Locate every line in the records below that holds the word "UnknownVariant" and return each one.

Stored data:
══════

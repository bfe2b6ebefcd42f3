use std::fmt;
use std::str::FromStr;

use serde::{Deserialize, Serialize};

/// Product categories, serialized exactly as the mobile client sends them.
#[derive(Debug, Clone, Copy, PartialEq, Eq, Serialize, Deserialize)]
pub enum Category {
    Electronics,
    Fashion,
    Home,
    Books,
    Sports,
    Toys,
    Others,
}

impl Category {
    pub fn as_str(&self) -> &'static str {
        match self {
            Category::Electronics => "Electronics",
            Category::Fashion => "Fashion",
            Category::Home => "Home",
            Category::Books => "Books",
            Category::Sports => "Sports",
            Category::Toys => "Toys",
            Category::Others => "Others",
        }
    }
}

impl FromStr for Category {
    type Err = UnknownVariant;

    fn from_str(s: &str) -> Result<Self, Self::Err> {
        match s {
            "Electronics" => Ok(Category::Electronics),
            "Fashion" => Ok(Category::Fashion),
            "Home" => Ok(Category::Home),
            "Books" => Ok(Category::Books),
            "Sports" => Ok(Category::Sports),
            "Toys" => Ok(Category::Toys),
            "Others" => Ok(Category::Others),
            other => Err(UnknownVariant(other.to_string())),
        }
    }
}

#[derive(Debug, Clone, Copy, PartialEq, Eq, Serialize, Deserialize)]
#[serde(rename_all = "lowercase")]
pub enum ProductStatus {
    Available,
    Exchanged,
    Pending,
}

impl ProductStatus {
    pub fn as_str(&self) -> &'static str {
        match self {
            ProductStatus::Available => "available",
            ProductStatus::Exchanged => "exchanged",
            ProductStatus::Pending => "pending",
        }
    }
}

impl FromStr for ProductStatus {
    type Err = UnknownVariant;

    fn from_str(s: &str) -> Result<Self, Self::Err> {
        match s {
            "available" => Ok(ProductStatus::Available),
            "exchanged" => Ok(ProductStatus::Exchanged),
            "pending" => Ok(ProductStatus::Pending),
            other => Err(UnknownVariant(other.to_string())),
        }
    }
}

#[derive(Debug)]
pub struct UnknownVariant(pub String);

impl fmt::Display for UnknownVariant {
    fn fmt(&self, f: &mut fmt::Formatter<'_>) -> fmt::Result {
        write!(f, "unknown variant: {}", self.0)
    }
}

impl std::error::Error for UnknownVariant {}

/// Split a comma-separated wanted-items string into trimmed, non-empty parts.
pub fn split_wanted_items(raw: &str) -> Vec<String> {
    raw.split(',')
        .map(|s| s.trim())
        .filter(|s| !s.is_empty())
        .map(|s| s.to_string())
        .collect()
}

══════

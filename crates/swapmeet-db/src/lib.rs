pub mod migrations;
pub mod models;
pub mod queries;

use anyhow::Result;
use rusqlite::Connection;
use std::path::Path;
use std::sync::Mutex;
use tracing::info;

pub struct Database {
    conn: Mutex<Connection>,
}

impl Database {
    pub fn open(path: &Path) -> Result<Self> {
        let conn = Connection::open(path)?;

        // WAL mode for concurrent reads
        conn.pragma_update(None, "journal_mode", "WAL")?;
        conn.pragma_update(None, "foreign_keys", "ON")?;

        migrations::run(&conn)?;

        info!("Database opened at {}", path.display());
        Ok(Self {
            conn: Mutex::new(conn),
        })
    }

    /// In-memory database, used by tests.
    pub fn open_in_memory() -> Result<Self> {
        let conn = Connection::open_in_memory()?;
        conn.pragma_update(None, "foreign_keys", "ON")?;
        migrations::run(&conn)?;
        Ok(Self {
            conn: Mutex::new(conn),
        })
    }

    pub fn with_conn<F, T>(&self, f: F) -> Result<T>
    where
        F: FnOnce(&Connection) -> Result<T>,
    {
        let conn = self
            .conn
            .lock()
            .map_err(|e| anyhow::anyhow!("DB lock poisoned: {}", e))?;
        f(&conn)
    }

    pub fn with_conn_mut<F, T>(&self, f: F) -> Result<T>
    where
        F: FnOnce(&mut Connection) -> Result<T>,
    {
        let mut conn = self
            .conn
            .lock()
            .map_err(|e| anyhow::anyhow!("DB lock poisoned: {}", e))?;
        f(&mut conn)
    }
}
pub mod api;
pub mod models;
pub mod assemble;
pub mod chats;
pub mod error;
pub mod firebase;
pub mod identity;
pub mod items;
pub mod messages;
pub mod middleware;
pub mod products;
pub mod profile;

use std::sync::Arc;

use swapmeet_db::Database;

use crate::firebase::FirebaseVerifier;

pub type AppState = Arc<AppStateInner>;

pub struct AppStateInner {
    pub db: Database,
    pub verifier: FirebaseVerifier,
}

══════

## ANSWER BOX
    type Err = UnknownVariant;
            other => Err(UnknownVariant(other.to_string())),
    type Err = UnknownVariant;
            other => Err(UnknownVariant(other.to_string())),
pub struct UnknownVariant(pub String);
impl fmt::Display for UnknownVariant {
impl std::error::Error for UnknownVariant {}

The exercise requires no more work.